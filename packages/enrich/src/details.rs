//! Optional per-row amenity detail output (JSON Lines).
//!
//! The feature table only keeps the nearest distance and count per
//! category. The details file keeps every amenity found for each row, with
//! names and addresses, one JSON object per input row.

use std::io::Write;
use std::path::Path;

use resale_map_enrich_models::{AmenityRecord, CategoryBucket};
use serde::Serialize;

use crate::EnrichError;
use crate::classify::CategoryBuckets;

#[derive(Serialize)]
struct DetailLine<'a> {
    row: usize,
    bus_stops: Option<&'a [AmenityRecord]>,
    stations: Option<&'a [AmenityRecord]>,
    malls: Option<&'a [AmenityRecord]>,
    schools: Option<&'a [AmenityRecord]>,
}

impl<'a> DetailLine<'a> {
    fn new(row: usize, buckets: Option<&'a CategoryBuckets>) -> Self {
        let records = |i: usize| buckets.map(|b| b.all()[i].records.as_slice());
        Self {
            row,
            bus_stops: records(0),
            stations: records(1),
            malls: records(2),
            schools: records(3),
        }
    }
}

/// Writes one JSON line per row. Rows whose lookup degraded have `null`
/// for every category.
///
/// # Errors
///
/// Returns [`EnrichError`] if serialization or writing fails.
pub fn write_details_to(
    mut writer: impl Write,
    details: &[Option<CategoryBuckets>],
    label: &str,
) -> Result<(), EnrichError> {
    let io_err = |e| EnrichError::Io {
        path: label.to_string(),
        source: e,
    };

    for (row, buckets) in details.iter().enumerate() {
        serde_json::to_writer(&mut writer, &DetailLine::new(row, buckets.as_ref()))?;
        writer.write_all(b"\n").map_err(io_err)?;
    }
    writer.flush().map_err(io_err)?;
    Ok(())
}

/// Writes the details file to `path`.
///
/// # Errors
///
/// Returns [`EnrichError`] if the file cannot be created or written.
pub fn write_details(path: &Path, details: &[Option<CategoryBuckets>]) -> Result<(), EnrichError> {
    let file = std::fs::File::create(path).map_err(|e| EnrichError::Io {
        path: path.display().to_string(),
        source: e,
    })?;
    write_details_to(
        std::io::BufWriter::new(file),
        details,
        &path.display().to_string(),
    )?;
    log::info!("Wrote amenity details for {} rows to {}", details.len(), path.display());
    Ok(())
}

/// Short human-readable summary of the nearest amenity in a bucket.
#[must_use]
pub fn describe_nearest(bucket: &CategoryBucket) -> String {
    bucket.records.first().map_or_else(
        || format!("no {} found", bucket.category),
        |r| {
            let address = r
                .address
                .as_deref()
                .map(|a| format!(", {a}"))
                .unwrap_or_default();
            format!(
                "{} {} ({:.0} m{address}), {} total",
                bucket.category,
                r.name,
                r.distance_meters,
                bucket.records.len()
            )
        },
    )
}

#[cfg(test)]
mod tests {
    use super::*;
    use crate::classify::classify;
    use resale_map_enrich_models::{
        AmenityCategory, Coordinate, ElementKind, OsmElement, RawQueryResult,
    };

    fn buckets() -> CategoryBuckets {
        let result = RawQueryResult {
            elements: vec![OsmElement {
                kind: ElementKind::Node,
                id: Some(1),
                lat: Some(1.351),
                lon: Some(103.8),
                geometry: None,
                tags: [
                    ("shop".to_string(), "mall".to_string()),
                    ("name".to_string(), "Century Square".to_string()),
                ]
                .into_iter()
                .collect(),
            }],
        };
        classify(&result, Coordinate::new(1.35, 103.8).unwrap())
    }

    #[test]
    fn writes_one_line_per_row() {
        let details = vec![Some(buckets()), None];
        let mut out = Vec::new();
        write_details_to(&mut out, &details, "details").unwrap();

        let text = String::from_utf8(out).unwrap();
        let lines: Vec<serde_json::Value> = text
            .lines()
            .map(|l| serde_json::from_str(l).unwrap())
            .collect();

        assert_eq!(lines.len(), 2);
        assert_eq!(lines[0]["row"], 0);
        assert_eq!(lines[0]["malls"][0]["name"], "Century Square");
        assert_eq!(lines[0]["malls"][0]["address"], "No address");
        assert_eq!(lines[0]["bus_stops"].as_array().map(Vec::len), Some(0));
        assert!(lines[1]["malls"].is_null());
    }

    #[test]
    fn describes_nearest() {
        let b = buckets();
        let mall = describe_nearest(b.get(AmenityCategory::Mall));
        assert!(mall.starts_with("mall Century Square ("), "{mall}");
        assert!(mall.ends_with(", No address), 1 total"), "{mall}");
        assert_eq!(describe_nearest(b.get(AmenityCategory::School)), "no school found");
    }
}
━━━━━━━━━━━━━━━━━━━━━━━━━━━━━━
▶ _Task details_:
Go through the material and copy out every line with "crate" in it.

▶ _Finished task_:
use crate::EnrichError;
use crate::classify::CategoryBuckets;
    use crate::classify::classify;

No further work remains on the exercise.